Jack Millers Zukunft in der MotoGP steht auf der Kippe, da er das Rennen über eine Testrolle für die Saison 2027 priorisiert, eine Entscheidung, die ihn aus der Spitzenklasse drängen könnte. Der Pramac Yamaha-Fahrer, der für das zweite Jahr in Folge für Yamahas Suzuka 8 Stunden-Team bestätigt wurde, sieht sich einem herausfordernden Weg gegenüber, um einen MotoGP-Sitz zu sichern, während der Markt für Hersteller enger wird und der interne Wettbewerb hart ist.
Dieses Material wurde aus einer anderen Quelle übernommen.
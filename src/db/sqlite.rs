use std::sync::Arc;

use async_trait::async_trait;
use diesel::prelude::*;
use diesel::sqlite::SqliteConnection;
use diesel::upsert::excluded;

use crate::db::schema::{channels, rolls, usernames};
use crate::utils::time::{from_unix_millis, to_unix_millis};

use super::{
    models::{Channel, Roll, Username},
    DatabaseError,
};

#[derive(Debug, Clone, Queryable, Selectable)]
#[diesel(table_name = rolls)]
struct DbRoll {
    timestamp: i64,
    channel_id: String,
    user_id: String,
    value: i64,
}

impl DbRoll {
    fn to_roll(&self) -> Result<Roll, DatabaseError> {
        Ok(Roll {
            timestamp: from_unix_millis(self.timestamp).ok_or_else(|| {
                DatabaseError::Query(format!("timestamp out of range: {}", self.timestamp))
            })?,
            channel_id: self.channel_id.clone(),
            user_id: self.user_id.clone(),
            value: self.value,
        })
    }
}

#[derive(Insertable)]
#[diesel(table_name = rolls)]
struct NewRoll<'a> {
    timestamp: i64,
    channel_id: &'a str,
    user_id: &'a str,
    value: i64,
}

#[derive(Debug, Clone, Queryable, Selectable, Insertable)]
#[diesel(table_name = usernames)]
struct DbUsername {
    id: String,
    name: Option<String>,
}

#[derive(Debug, Clone, Queryable, Selectable, Insertable)]
#[diesel(table_name = channels)]
struct DbChannel {
    id: String,
    name: Option<String>,
}

fn establish_connection(path: &str) -> Result<SqliteConnection, DatabaseError> {
    SqliteConnection::establish(path).map_err(|e| DatabaseError::Connection(e.to_string()))
}

pub struct SqliteRollStore {
    db_path: Arc<String>,
}

impl SqliteRollStore {
    pub fn new(db_path: Arc<String>) -> Self {
        Self { db_path }
    }
}

#[async_trait]
impl super::RollStore for SqliteRollStore {
    async fn insert_roll(&self, roll: &Roll) -> Result<(), DatabaseError> {
        let roll = roll.clone();
        let db_path = self.db_path.clone();
        tokio::task::spawn_blocking(move || {
            let mut conn = establish_connection(&db_path)?;
            conn.transaction::<_, diesel::result::Error, _>(|conn| {
                // placeholder identity rows first so the roll's foreign
                // keys always resolve
                diesel::insert_into(usernames::table)
                    .values(&DbUsername {
                        id: roll.user_id.clone(),
                        name: None,
                    })
                    .on_conflict_do_nothing()
                    .execute(conn)?;

                diesel::insert_into(channels::table)
                    .values(&DbChannel {
                        id: roll.channel_id.clone(),
                        name: None,
                    })
                    .on_conflict_do_nothing()
                    .execute(conn)?;

                diesel::insert_into(rolls::table)
                    .values(&NewRoll {
                        timestamp: to_unix_millis(roll.timestamp),
                        channel_id: &roll.channel_id,
                        user_id: &roll.user_id,
                        value: roll.value,
                    })
                    .on_conflict_do_nothing()
                    .execute(conn)?;

                Ok(())
            })
            .map_err(|e| DatabaseError::Query(e.to_string()))
        })
        .await
        .map_err(|e| DatabaseError::Query(format!("database task failed: {e}")))?
    }

    async fn earliest_roll(&self) -> Result<Option<Roll>, DatabaseError> {
        let db_path = self.db_path.clone();
        tokio::task::spawn_blocking(move || {
            let mut conn = establish_connection(&db_path)?;
            use crate::db::schema::rolls::dsl::*;
            rolls
                .order(timestamp.asc())
                .select(DbRoll::as_select())
                .first::<DbRoll>(&mut conn)
                .optional()
                .map_err(|e| DatabaseError::Query(e.to_string()))?
                .map(|r| r.to_roll())
                .transpose()
        })
        .await
        .map_err(|e| DatabaseError::Query(format!("database task failed: {e}")))?
    }

    async fn latest_roll(&self) -> Result<Option<Roll>, DatabaseError> {
        let db_path = self.db_path.clone();
        tokio::task::spawn_blocking(move || {
            let mut conn = establish_connection(&db_path)?;
            use crate::db::schema::rolls::dsl::*;
            rolls
                .order(timestamp.desc())
                .select(DbRoll::as_select())
                .first::<DbRoll>(&mut conn)
                .optional()
                .map_err(|e| DatabaseError::Query(e.to_string()))?
                .map(|r| r.to_roll())
                .transpose()
        })
        .await
        .map_err(|e| DatabaseError::Query(format!("database task failed: {e}")))?
    }

    async fn count_rolls(&self) -> Result<i64, DatabaseError> {
        let db_path = self.db_path.clone();
        tokio::task::spawn_blocking(move || {
            let mut conn = establish_connection(&db_path)?;
            use crate::db::schema::rolls::dsl::*;
            rolls
                .count()
                .get_result(&mut conn)
                .map_err(|e| DatabaseError::Query(e.to_string()))
        })
        .await
        .map_err(|e| DatabaseError::Query(format!("database task failed: {e}")))?
    }
}

pub struct SqliteUsernameStore {
    db_path: Arc<String>,
}

impl SqliteUsernameStore {
    pub fn new(db_path: Arc<String>) -> Self {
        Self { db_path }
    }
}

#[async_trait]
impl super::UsernameStore for SqliteUsernameStore {
    async fn upsert_username(&self, username: &Username) -> Result<(), DatabaseError> {
        let username = username.clone();
        let db_path = self.db_path.clone();
        tokio::task::spawn_blocking(move || {
            let mut conn = establish_connection(&db_path)?;
            let row = DbUsername {
                id: username.id,
                name: username.name,
            };
            let result = if row.name.is_some() {
                diesel::insert_into(usernames::table)
                    .values(&row)
                    .on_conflict(usernames::id)
                    .do_update()
                    .set(usernames::name.eq(excluded(usernames::name)))
                    .execute(&mut conn)
            } else {
                // placeholder: never clobber a resolved name with null
                diesel::insert_into(usernames::table)
                    .values(&row)
                    .on_conflict_do_nothing()
                    .execute(&mut conn)
            };
            result
                .map(|_| ())
                .map_err(|e| DatabaseError::Query(e.to_string()))
        })
        .await
        .map_err(|e| DatabaseError::Query(format!("database task failed: {e}")))?
    }

    async fn get_username(&self, user_id: &str) -> Result<Option<Username>, DatabaseError> {
        let user_id = user_id.to_string();
        let db_path = self.db_path.clone();
        tokio::task::spawn_blocking(move || {
            let mut conn = establish_connection(&db_path)?;
            use crate::db::schema::usernames::dsl::*;
            usernames
                .filter(id.eq(user_id))
                .select(DbUsername::as_select())
                .first::<DbUsername>(&mut conn)
                .optional()
                .map(|row| {
                    row.map(|u| Username {
                        id: u.id,
                        name: u.name,
                    })
                })
                .map_err(|e| DatabaseError::Query(e.to_string()))
        })
        .await
        .map_err(|e| DatabaseError::Query(format!("database task failed: {e}")))?
    }

    async fn list_incomplete_usernames(&self) -> Result<Vec<Username>, DatabaseError> {
        let db_path = self.db_path.clone();
        tokio::task::spawn_blocking(move || {
            let mut conn = establish_connection(&db_path)?;
            use crate::db::schema::usernames::dsl::*;
            let rows = usernames
                .filter(name.is_null())
                .select(DbUsername::as_select())
                .load::<DbUsername>(&mut conn)
                .map_err(|e| DatabaseError::Query(e.to_string()))?;
            Ok(rows
                .into_iter()
                .map(|u| Username {
                    id: u.id,
                    name: u.name,
                })
                .collect())
        })
        .await
        .map_err(|e| DatabaseError::Query(format!("database task failed: {e}")))?
    }
}

pub struct SqliteChannelStore {
    db_path: Arc<String>,
}

impl SqliteChannelStore {
    pub fn new(db_path: Arc<String>) -> Self {
        Self { db_path }
    }
}

#[async_trait]
impl super::ChannelStore for SqliteChannelStore {
    async fn upsert_channel(&self, channel: &Channel) -> Result<(), DatabaseError> {
        let channel = channel.clone();
        let db_path = self.db_path.clone();
        tokio::task::spawn_blocking(move || {
            let mut conn = establish_connection(&db_path)?;
            let row = DbChannel {
                id: channel.id,
                name: channel.name,
            };
            let result = if row.name.is_some() {
                diesel::insert_into(channels::table)
                    .values(&row)
                    .on_conflict(channels::id)
                    .do_update()
                    .set(channels::name.eq(excluded(channels::name)))
                    .execute(&mut conn)
            } else {
                diesel::insert_into(channels::table)
                    .values(&row)
                    .on_conflict_do_nothing()
                    .execute(&mut conn)
            };
            result
                .map(|_| ())
                .map_err(|e| DatabaseError::Query(e.to_string()))
        })
        .await
        .map_err(|e| DatabaseError::Query(format!("database task failed: {e}")))?
    }

    async fn get_channel(&self, channel_id: &str) -> Result<Option<Channel>, DatabaseError> {
        let channel_id = channel_id.to_string();
        let db_path = self.db_path.clone();
        tokio::task::spawn_blocking(move || {
            let mut conn = establish_connection(&db_path)?;
            use crate::db::schema::channels::dsl::*;
            channels
                .filter(id.eq(channel_id))
                .select(DbChannel::as_select())
                .first::<DbChannel>(&mut conn)
                .optional()
                .map(|row| {
                    row.map(|c| Channel {
                        id: c.id,
                        name: c.name,
                    })
                })
                .map_err(|e| DatabaseError::Query(e.to_string()))
        })
        .await
        .map_err(|e| DatabaseError::Query(format!("database task failed: {e}")))?
    }

    async fn list_incomplete_channels(&self) -> Result<Vec<Channel>, DatabaseError> {
        let db_path = self.db_path.clone();
        tokio::task::spawn_blocking(move || {
            let mut conn = establish_connection(&db_path)?;
            use crate::db::schema::channels::dsl::*;
            let rows = channels
                .filter(name.is_null())
                .select(DbChannel::as_select())
                .load::<DbChannel>(&mut conn)
                .map_err(|e| DatabaseError::Query(e.to_string()))?;
            Ok(rows
                .into_iter()
                .map(|c| Channel {
                    id: c.id,
                    name: c.name,
                })
                .collect())
        })
        .await
        .map_err(|e| DatabaseError::Query(format!("database task failed: {e}")))?
    }
}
Miller rangiert derzeit als einer der am niedrigsten punktenden Vollzeitfahrer in dieser Saison, nur vor dem verletzten Maverick Vinales. Trotz des Fahrens des fünftbesten Bikes von Yamaha auf dem Grid hat Miller Schwierigkeiten, seine Teamkollegen Alex Rins und Rookie Toprak Razgatlioglu zu übertreffen, während er weit hinter Yamahas führendem Mann, Fabio Quartararo, zurückbleibt. Da man glaubt, dass Yamaha bereits drei seiner vier Sitze für 2027 besetzt hat – einschließlich der Werksfahrer Jorge Martin und Ai Ogura sowie Razgatlioglu, der weiterhin bei Pramac bleibt – scheint die Aussicht für Miller düster.
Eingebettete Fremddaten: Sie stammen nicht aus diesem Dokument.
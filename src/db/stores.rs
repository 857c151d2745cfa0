use async_trait::async_trait;

use super::models::{Channel, Roll, Username};
use super::DatabaseError;

/// Persistence for rolls. All operations are idempotent and safe to
/// retry; a duplicate `(timestamp, channel_id)` insert is a no-op.
#[async_trait]
pub trait RollStore: Send + Sync {
    async fn insert_roll(&self, roll: &Roll) -> Result<(), DatabaseError>;
    async fn earliest_roll(&self) -> Result<Option<Roll>, DatabaseError>;
    async fn latest_roll(&self) -> Result<Option<Roll>, DatabaseError>;
    async fn count_rolls(&self) -> Result<i64, DatabaseError>;
}

#[async_trait]
pub trait UsernameStore: Send + Sync {
    /// Inserts or updates a username. A `None` name only ever creates a
    /// placeholder row; it never clears a resolved name.
    async fn upsert_username(&self, username: &Username) -> Result<(), DatabaseError>;
    async fn get_username(&self, id: &str) -> Result<Option<Username>, DatabaseError>;
    async fn list_incomplete_usernames(&self) -> Result<Vec<Username>, DatabaseError>;
}

#[async_trait]
pub trait ChannelStore: Send + Sync {
    /// Same placeholder semantics as [`UsernameStore::upsert_username`].
    async fn upsert_channel(&self, channel: &Channel) -> Result<(), DatabaseError>;
    async fn get_channel(&self, id: &str) -> Result<Option<Channel>, DatabaseError>;
    async fn list_incomplete_channels(&self) -> Result<Vec<Channel>, DatabaseError>;
}
use std::sync::Arc;

use crate::config::{DatabaseConfig, DbType as ConfigDbType};
use crate::db::{ChannelStore, DatabaseError, RollStore, UsernameStore};

#[cfg(feature = "postgres")]
use crate::db::postgres::{PostgresChannelStore, PostgresRollStore, PostgresUsernameStore};
#[cfg(feature = "postgres")]
use diesel::pg::PgConnection;
#[cfg(feature = "postgres")]
use diesel::r2d2::{self, ConnectionManager};
#[cfg(feature = "postgres")]
pub type Pool = r2d2::Pool<ConnectionManager<PgConnection>>;

#[cfg(feature = "sqlite")]
use crate::db::sqlite::{SqliteChannelStore, SqliteRollStore, SqliteUsernameStore};
#[cfg(feature = "sqlite")]
use diesel::sqlite::SqliteConnection;
#[cfg(feature = "sqlite")]
use diesel::Connection;

use diesel::RunQueryDsl;

#[derive(Clone)]
pub struct DatabaseManager {
    #[cfg(feature = "postgres")]
    postgres_pool: Option<Pool>,
    #[cfg(feature = "sqlite")]
    sqlite_path: Option<String>,
    roll_store: Arc<dyn RollStore>,
    username_store: Arc<dyn UsernameStore>,
    channel_store: Arc<dyn ChannelStore>,
    db_type: DbType,
}

#[derive(Clone, Copy, Debug, PartialEq, Eq)]
pub enum DbType {
    Postgres,
    Sqlite,
}

impl From<ConfigDbType> for DbType {
    fn from(value: ConfigDbType) -> Self {
        match value {
            ConfigDbType::Postgres => DbType::Postgres,
            ConfigDbType::Sqlite => DbType::Sqlite,
        }
    }
}

impl DatabaseManager {
    pub async fn new(config: &DatabaseConfig) -> Result<Self, DatabaseError> {
        let db_type = DbType::from(config.db_type());

        match db_type {
            #[cfg(feature = "postgres")]
            DbType::Postgres => {
                let manager = ConnectionManager::<PgConnection>::new(config.connection_string());
                let pool = r2d2::Pool::builder()
                    .max_size(config.max_connections())
                    .min_idle(Some(config.min_connections()))
                    .build(manager)
                    .map_err(|e| DatabaseError::Connection(e.to_string()))?;

                let roll_store = Arc::new(PostgresRollStore::new(pool.clone()));
                let username_store = Arc::new(PostgresUsernameStore::new(pool.clone()));
                let channel_store = Arc::new(PostgresChannelStore::new(pool.clone()));

                Ok(Self {
                    postgres_pool: Some(pool),
                    #[cfg(feature = "sqlite")]
                    sqlite_path: None,
                    roll_store,
                    username_store,
                    channel_store,
                    db_type,
                })
            }
            #[cfg(feature = "sqlite")]
            DbType::Sqlite => {
                let path = config
                    .sqlite_path()
                    .ok_or_else(|| DatabaseError::Connection("missing sqlite path".to_string()))?;
                let path_arc = Arc::new(path.clone());

                let roll_store = Arc::new(SqliteRollStore::new(path_arc.clone()));
                let username_store = Arc::new(SqliteUsernameStore::new(path_arc.clone()));
                let channel_store = Arc::new(SqliteChannelStore::new(path_arc));

                Ok(Self {
                    #[cfg(feature = "postgres")]
                    postgres_pool: None,
                    sqlite_path: Some(path),
                    roll_store,
                    username_store,
                    channel_store,
                    db_type,
                })
            }
            #[cfg(not(feature = "postgres"))]
            DbType::Postgres => Err(DatabaseError::Connection(
                "PostgreSQL feature not enabled".to_string(),
            )),
            #[cfg(not(feature = "sqlite"))]
            DbType::Sqlite => Err(DatabaseError::Connection(
                "SQLite feature not enabled".to_string(),
            )),
        }
    }

    pub async fn migrate(&self) -> Result<(), DatabaseError> {
        match self.db_type {
            #[cfg(feature = "postgres")]
            DbType::Postgres => {
                let pool = self.postgres_pool.as_ref().ok_or_else(|| {
                    DatabaseError::Migration("postgres pool not initialized".to_string())
                })?;
                Self::migrate_postgres(pool).await
            }
            #[cfg(feature = "sqlite")]
            DbType::Sqlite => {
                let path = self.sqlite_path.as_ref().ok_or_else(|| {
                    DatabaseError::Migration("sqlite path not initialized".to_string())
                })?;
                Self::migrate_sqlite(path).await
            }
            #[cfg(not(feature = "postgres"))]
            DbType::Postgres => Err(DatabaseError::Migration(
                "PostgreSQL feature not enabled".to_string(),
            )),
            #[cfg(not(feature = "sqlite"))]
            DbType::Sqlite => Err(DatabaseError::Migration(
                "SQLite feature not enabled".to_string(),
            )),
        }
    }

    #[cfg(feature = "postgres")]
    async fn migrate_postgres(pool: &Pool) -> Result<(), DatabaseError> {
        let pool = pool.clone();
        tokio::task::spawn_blocking(move || {
            let mut conn = pool
                .get()
                .map_err(|e| DatabaseError::Connection(e.to_string()))?;

            let statements = [
                r#"
                CREATE TABLE IF NOT EXISTS usernames (
                    id TEXT PRIMARY KEY,
                    name TEXT
                )
                "#,
                r#"
                CREATE TABLE IF NOT EXISTS channels (
                    id TEXT PRIMARY KEY,
                    name TEXT
                )
                "#,
                r#"
                CREATE TABLE IF NOT EXISTS rolls (
                    timestamp BIGINT NOT NULL,
                    channel_id TEXT NOT NULL REFERENCES channels(id),
                    user_id TEXT NOT NULL REFERENCES usernames(id),
                    value BIGINT NOT NULL,
                    PRIMARY KEY (timestamp, channel_id)
                )
                "#,
                "CREATE INDEX IF NOT EXISTS idx_rolls_channel_id ON rolls(channel_id)",
                "CREATE INDEX IF NOT EXISTS idx_rolls_user_id ON rolls(user_id)",
                "CREATE INDEX IF NOT EXISTS idx_rolls_timestamp ON rolls(timestamp)",
            ];

            for statement in statements {
                diesel::sql_query(statement)
                    .execute(&mut conn)
                    .map_err(|e| DatabaseError::Migration(e.to_string()))?;
            }

            Ok(())
        })
        .await
        .map_err(|e| DatabaseError::Migration(format!("migration task failed: {e}")))?
    }

    #[cfg(feature = "sqlite")]
    async fn migrate_sqlite(path: &str) -> Result<(), DatabaseError> {
        let path = path.to_string();
        tokio::task::spawn_blocking(move || {
            let mut conn = SqliteConnection::establish(&path)
                .map_err(|e| DatabaseError::Connection(e.to_string()))?;

            let statements = [
                r#"
                CREATE TABLE IF NOT EXISTS usernames (
                    id TEXT PRIMARY KEY,
                    name TEXT
                )
                "#,
                r#"
                CREATE TABLE IF NOT EXISTS channels (
                    id TEXT PRIMARY KEY,
                    name TEXT
                )
                "#,
                r#"
                CREATE TABLE IF NOT EXISTS rolls (
                    timestamp INTEGER NOT NULL,
                    channel_id TEXT NOT NULL REFERENCES channels(id),
                    user_id TEXT NOT NULL REFERENCES usernames(id),
                    value INTEGER NOT NULL,
                    PRIMARY KEY (timestamp, channel_id)
                )
                "#,
                "CREATE INDEX IF NOT EXISTS idx_rolls_channel_id ON rolls(channel_id)",
                "CREATE INDEX IF NOT EXISTS idx_rolls_user_id ON rolls(user_id)",
                "CREATE INDEX IF NOT EXISTS idx_rolls_timestamp ON rolls(timestamp)",
            ];

            for statement in statements {
                diesel::sql_query(statement)
                    .execute(&mut conn)
                    .map_err(|e| DatabaseError::Migration(e.to_string()))?;
            }

            Ok(())
        })
        .await
        .map_err(|e| DatabaseError::Migration(format!("migration task failed: {e}")))?
    }

    pub fn roll_store(&self) -> Arc<dyn RollStore> {
        self.roll_store.clone()
    }

    pub fn username_store(&self) -> Arc<dyn UsernameStore> {
        self.username_store.clone()
    }

    pub fn channel_store(&self) -> Arc<dyn ChannelStore> {
        self.channel_store.clone()
    }

    pub fn db_type(&self) -> DbType {
        self.db_type
    }
}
Gerüchte kursieren im MotoGP-Paddock, dass Miller informiert wurde, dass er für Yamahas Pläne in der Spitzenklasse überflüssig ist. Der Fokus richtet sich nun auf potenzielle Rookies wie den Pramac Moto2-Star Izan Guevara oder den australischen Kollegen Senna Agius, die beide kürzlich die Moto2 mit insgesamt drei aufeinanderfolgenden Siegen dominiert haben. Dieser Anstieg erhöht nur den Druck auf Millers Platz im Grid.
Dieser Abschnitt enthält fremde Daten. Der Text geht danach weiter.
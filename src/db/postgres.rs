use async_trait::async_trait;
use diesel::prelude::*;
use diesel::upsert::excluded;

use crate::db::manager::Pool;
use crate::db::schema::{channels, rolls, usernames};
use crate::utils::time::{from_unix_millis, to_unix_millis};

use super::{
    models::{Channel, Roll, Username},
    DatabaseError,
};

#[derive(Debug, Clone, Queryable, Selectable)]
#[diesel(table_name = rolls)]
struct DbRoll {
    timestamp: i64,
    channel_id: String,
    user_id: String,
    value: i64,
}

impl DbRoll {
    fn to_roll(&self) -> Result<Roll, DatabaseError> {
        Ok(Roll {
            timestamp: from_unix_millis(self.timestamp).ok_or_else(|| {
                DatabaseError::Query(format!("timestamp out of range: {}", self.timestamp))
            })?,
            channel_id: self.channel_id.clone(),
            user_id: self.user_id.clone(),
            value: self.value,
        })
    }
}

#[derive(Insertable)]
#[diesel(table_name = rolls)]
struct NewRoll<'a> {
    timestamp: i64,
    channel_id: &'a str,
    user_id: &'a str,
    value: i64,
}

#[derive(Debug, Clone, Queryable, Selectable, Insertable)]
#[diesel(table_name = usernames)]
struct DbUsername {
    id: String,
    name: Option<String>,
}

#[derive(Debug, Clone, Queryable, Selectable, Insertable)]
#[diesel(table_name = channels)]
struct DbChannel {
    id: String,
    name: Option<String>,
}

fn get_conn(
    pool: &Pool,
) -> Result<diesel::r2d2::PooledConnection<diesel::r2d2::ConnectionManager<diesel::pg::PgConnection>>, DatabaseError>
{
    pool.get()
        .map_err(|e| DatabaseError::Connection(e.to_string()))
}

pub struct PostgresRollStore {
    pool: Pool,
}

impl PostgresRollStore {
    pub fn new(pool: Pool) -> Self {
        Self { pool }
    }
}

#[async_trait]
impl super::RollStore for PostgresRollStore {
    async fn insert_roll(&self, roll: &Roll) -> Result<(), DatabaseError> {
        let roll = roll.clone();
        let pool = self.pool.clone();
        tokio::task::spawn_blocking(move || {
            let mut conn = get_conn(&pool)?;
            conn.transaction::<_, diesel::result::Error, _>(|conn| {
                diesel::insert_into(usernames::table)
                    .values(&DbUsername {
                        id: roll.user_id.clone(),
                        name: None,
                    })
                    .on_conflict_do_nothing()
                    .execute(conn)?;

                diesel::insert_into(channels::table)
                    .values(&DbChannel {
                        id: roll.channel_id.clone(),
                        name: None,
                    })
                    .on_conflict_do_nothing()
                    .execute(conn)?;

                diesel::insert_into(rolls::table)
                    .values(&NewRoll {
                        timestamp: to_unix_millis(roll.timestamp),
                        channel_id: &roll.channel_id,
                        user_id: &roll.user_id,
                        value: roll.value,
                    })
                    .on_conflict_do_nothing()
                    .execute(conn)?;

                Ok(())
            })
            .map_err(|e| DatabaseError::Query(e.to_string()))
        })
        .await
        .map_err(|e| DatabaseError::Query(format!("database task failed: {e}")))?
    }

    async fn earliest_roll(&self) -> Result<Option<Roll>, DatabaseError> {
        let pool = self.pool.clone();
        tokio::task::spawn_blocking(move || {
            let mut conn = get_conn(&pool)?;
            use crate::db::schema::rolls::dsl::*;
            rolls
                .order(timestamp.asc())
                .select(DbRoll::as_select())
                .first::<DbRoll>(&mut conn)
                .optional()
                .map_err(|e| DatabaseError::Query(e.to_string()))?
                .map(|r| r.to_roll())
                .transpose()
        })
        .await
        .map_err(|e| DatabaseError::Query(format!("database task failed: {e}")))?
    }

    async fn latest_roll(&self) -> Result<Option<Roll>, DatabaseError> {
        let pool = self.pool.clone();
        tokio::task::spawn_blocking(move || {
            let mut conn = get_conn(&pool)?;
            use crate::db::schema::rolls::dsl::*;
            rolls
                .order(timestamp.desc())
                .select(DbRoll::as_select())
                .first::<DbRoll>(&mut conn)
                .optional()
                .map_err(|e| DatabaseError::Query(e.to_string()))?
                .map(|r| r.to_roll())
                .transpose()
        })
        .await
        .map_err(|e| DatabaseError::Query(format!("database task failed: {e}")))?
    }

    async fn count_rolls(&self) -> Result<i64, DatabaseError> {
        let pool = self.pool.clone();
        tokio::task::spawn_blocking(move || {
            let mut conn = get_conn(&pool)?;
            use crate::db::schema::rolls::dsl::*;
            rolls
                .count()
                .get_result(&mut conn)
                .map_err(|e| DatabaseError::Query(e.to_string()))
        })
        .await
        .map_err(|e| DatabaseError::Query(format!("database task failed: {e}")))?
    }
}

pub struct PostgresUsernameStore {
    pool: Pool,
}

impl PostgresUsernameStore {
    pub fn new(pool: Pool) -> Self {
        Self { pool }
    }
}

#[async_trait]
impl super::UsernameStore for PostgresUsernameStore {
    async fn upsert_username(&self, username: &Username) -> Result<(), DatabaseError> {
        let username = username.clone();
        let pool = self.pool.clone();
        tokio::task::spawn_blocking(move || {
            let mut conn = get_conn(&pool)?;
            let row = DbUsername {
                id: username.id,
                name: username.name,
            };
            let result = if row.name.is_some() {
                diesel::insert_into(usernames::table)
                    .values(&row)
                    .on_conflict(usernames::id)
                    .do_update()
                    .set(usernames::name.eq(excluded(usernames::name)))
                    .execute(&mut conn)
            } else {
                diesel::insert_into(usernames::table)
                    .values(&row)
                    .on_conflict_do_nothing()
                    .execute(&mut conn)
            };
            result
                .map(|_| ())
                .map_err(|e| DatabaseError::Query(e.to_string()))
        })
        .await
        .map_err(|e| DatabaseError::Query(format!("database task failed: {e}")))?
    }

    async fn get_username(&self, user_id: &str) -> Result<Option<Username>, DatabaseError> {
        let user_id = user_id.to_string();
        let pool = self.pool.clone();
        tokio::task::spawn_blocking(move || {
            let mut conn = get_conn(&pool)?;
            use crate::db::schema::usernames::dsl::*;
            usernames
                .filter(id.eq(user_id))
                .select(DbUsername::as_select())
                .first::<DbUsername>(&mut conn)
                .optional()
                .map(|row| {
                    row.map(|u| Username {
                        id: u.id,
                        name: u.name,
                    })
                })
                .map_err(|e| DatabaseError::Query(e.to_string()))
        })
        .await
        .map_err(|e| DatabaseError::Query(format!("database task failed: {e}")))?
    }

    async fn list_incomplete_usernames(&self) -> Result<Vec<Username>, DatabaseError> {
        let pool = self.pool.clone();
        tokio::task::spawn_blocking(move || {
            let mut conn = get_conn(&pool)?;
            use crate::db::schema::usernames::dsl::*;
            let rows = usernames
                .filter(name.is_null())
                .select(DbUsername::as_select())
                .load::<DbUsername>(&mut conn)
                .map_err(|e| DatabaseError::Query(e.to_string()))?;
            Ok(rows
                .into_iter()
                .map(|u| Username {
                    id: u.id,
                    name: u.name,
                })
                .collect())
        })
        .await
        .map_err(|e| DatabaseError::Query(format!("database task failed: {e}")))?
    }
}

pub struct PostgresChannelStore {
    pool: Pool,
}

impl PostgresChannelStore {
    pub fn new(pool: Pool) -> Self {
        Self { pool }
    }
}

#[async_trait]
impl super::ChannelStore for PostgresChannelStore {
    async fn upsert_channel(&self, channel: &Channel) -> Result<(), DatabaseError> {
        let channel = channel.clone();
        let pool = self.pool.clone();
        tokio::task::spawn_blocking(move || {
            let mut conn = get_conn(&pool)?;
            let row = DbChannel {
                id: channel.id,
                name: channel.name,
            };
            let result = if row.name.is_some() {
                diesel::insert_into(channels::table)
                    .values(&row)
                    .on_conflict(channels::id)
                    .do_update()
                    .set(channels::name.eq(excluded(channels::name)))
                    .execute(&mut conn)
            } else {
                diesel::insert_into(channels::table)
                    .values(&row)
                    .on_conflict_do_nothing()
                    .execute(&mut conn)
            };
            result
                .map(|_| ())
                .map_err(|e| DatabaseError::Query(e.to_string()))
        })
        .await
        .map_err(|e| DatabaseError::Query(format!("database task failed: {e}")))?
    }

    async fn get_channel(&self, channel_id: &str) -> Result<Option<Channel>, DatabaseError> {
        let channel_id = channel_id.to_string();
        let pool = self.pool.clone();
        tokio::task::spawn_blocking(move || {
            let mut conn = get_conn(&pool)?;
            use crate::db::schema::channels::dsl::*;
            channels
                .filter(id.eq(channel_id))
                .select(DbChannel::as_select())
                .first::<DbChannel>(&mut conn)
                .optional()
                .map(|row| {
                    row.map(|c| Channel {
                        id: c.id,
                        name: c.name,
                    })
                })
                .map_err(|e| DatabaseError::Query(e.to_string()))
        })
        .await
        .map_err(|e| DatabaseError::Query(format!("database task failed: {e}")))?
    }

    async fn list_incomplete_channels(&self) -> Result<Vec<Channel>, DatabaseError> {
        let pool = self.pool.clone();
        tokio::task::spawn_blocking(move || {
            let mut conn = get_conn(&pool)?;
            use crate::db::schema::channels::dsl::*;
            let rows = channels
                .filter(name.is_null())
                .select(DbChannel::as_select())
                .load::<DbChannel>(&mut conn)
                .map_err(|e| DatabaseError::Query(e.to_string()))?;
            Ok(rows
                .into_iter()
                .map(|c| Channel {
                    id: c.id,
                    name: c.name,
                })
                .collect())
        })
        .await
        .map_err(|e| DatabaseError::Query(format!("database task failed: {e}")))?
    }
}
Als er nach seinem Vertragsstatus in Le Mans gefragt wurde, war Miller direkt: „Ich konzentriere mich nicht darauf, ich versuche einfach, besser zu werden, besser zu fahren. Ich trainiere härter als je zuvor und versuche, das Beste aus mir herauszuholen. Ich habe die Schnauze voll, ganz ehrlich, ich bin es leid, hinten zu sein. Es macht mich wirklich verrückt, um ehrlich zu sein. Wie ich schon sagte, ich stecke alles, was ich habe, in das hier und versuche wirklich, das Maximum daraus zu holen, Yamaha das Maximum zurückzugeben und auch selbst das Maximum daraus zu holen.“
Die sich verändernde Landschaft für 2027, insbesondere in Bezug darauf, welche Privatteams Herstellerunterstützung erhalten werden, erschwert Millers Chancen, einen anderen Satellitenplatz zu finden, falls Yamaha die Verbindung trennt. Allerdings könnten jüngste Bewegungen auf den Märkten von MotoGP und World Superbike eine neue Tür öffnen. Der gemeldete Wechsel von Fabio Di Giannantonio von Ducati zu einem Werksvertrag mit KTM könnte einen Platz für Ducatis WorldSBK-Leiter Nicolo Bulega freimachen, um in die MotoGP aufzusteigen. Dieser Dominoeffekt würde dann eine begehrte Öffnung in der World Superbike für einen Topfahrer schaffen, eine Gelegenheit, die Miller in Betracht ziehen könnte, während seine MotoGP-Optionen schwinden.
Miller machte seine Prioritäten deutlich: „Ich will Rennen fahren. Mir macht die Testseite nichts aus, aber ich mache das für das Licht am Ende des Tunnels – das ist das Rennen fahren. Am Ende des Tages genieße ich es, Motorräder zu fahren.“ Seine Worte signalisieren eine Abneigung, eine rein entwicklungsorientierte Rolle zu akzeptieren, und betonen seinen Wunsch, wettbewerbsfähig auf der Strecke zu bleiben, anstatt sich mit einer Testfahrerposition zufrieden zu geben.
Während sich das Grid für 2026 formt, könnte Millers Entscheidung, aktive Rennsitze anstelle von Testrollen zu verfolgen, einen bedeutenden Wendepunkt in seiner Karriere markieren, da ein möglicher Ausstieg aus der MotoGP bevorsteht. Die kommenden Monate werden entscheiden, ob der australische Star die Chancen überwinden kann oder ob sein nächstes Kapitel außerhalb der Königsklasse aufgeschlagen wird.